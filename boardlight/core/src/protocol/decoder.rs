//! Message Decoder
//!
//! Turns framed lines into [`StateMessage`]s. Decoding never fails:
//! malformed content maps to [`StateKind::Unknown`] and empty lines are
//! filtered, so bad input degrades to the default visual instead of
//! raising.
//!
//! # The two-line `score` grammar
//!
//! `score` is followed by a value line carrying an integer, so the decoder
//! holds exactly one piece of cross-line state: "the previous line was
//! `score`". This matches the wire convention of the original match
//! server (`score\n<n>\n`); the single-line `score <n>` spelling seen in
//! other systems is deliberately not supported and decodes to `Unknown`.
//!
//! A missing value (empty value line) yields a score of 0. A value line
//! that turns out to be another recognized token is treated as a lost
//! value: the score is emitted with 0 and the token is decoded in its own
//! right, so one dropped line never desynchronizes the stream.

use super::{StateKind, StateMessage};

/// Incremental line-to-message decoder for one connection.
#[derive(Debug, Default)]
pub struct MessageDecoder {
    /// Set after a `score` token line, cleared by the value line.
    awaiting_score_value: bool,
}

impl MessageDecoder {
    /// Create a decoder in its initial state.
    pub fn new() -> Self {
        Self::default()
    }

    /// Feed one framed line, yielding zero, one, or two messages.
    ///
    /// Two messages only occur in the lost-value recovery case described
    /// in the module docs.
    pub fn feed_line(&mut self, line: &str) -> Vec<StateMessage> {
        let token = line.trim();

        if self.awaiting_score_value {
            self.awaiting_score_value = false;

            if let Ok(value) = token.parse::<i64>() {
                return vec![StateMessage::score(value)];
            }
            if token.is_empty() {
                return vec![StateMessage::score(0)];
            }

            // Value line lost; resolve the score with the default and
            // decode this line as a message of its own.
            tracing::debug!(line = token, "score value line missing, defaulting to 0");
            let mut messages = vec![StateMessage::score(0)];
            messages.extend(self.feed_line(token));
            return messages;
        }

        if token.is_empty() {
            return Vec::new();
        }

        match StateKind::parse_token(token) {
            StateKind::Score => {
                self.awaiting_score_value = true;
                Vec::new()
            }
            kind => vec![StateMessage::new(kind)],
        }
    }
}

**ABOUT THIS EXERCISE:**
The number of lines in the data that hold "StateKind" is all that should be given.

**ANSWER TO THE PROBLEM:**
4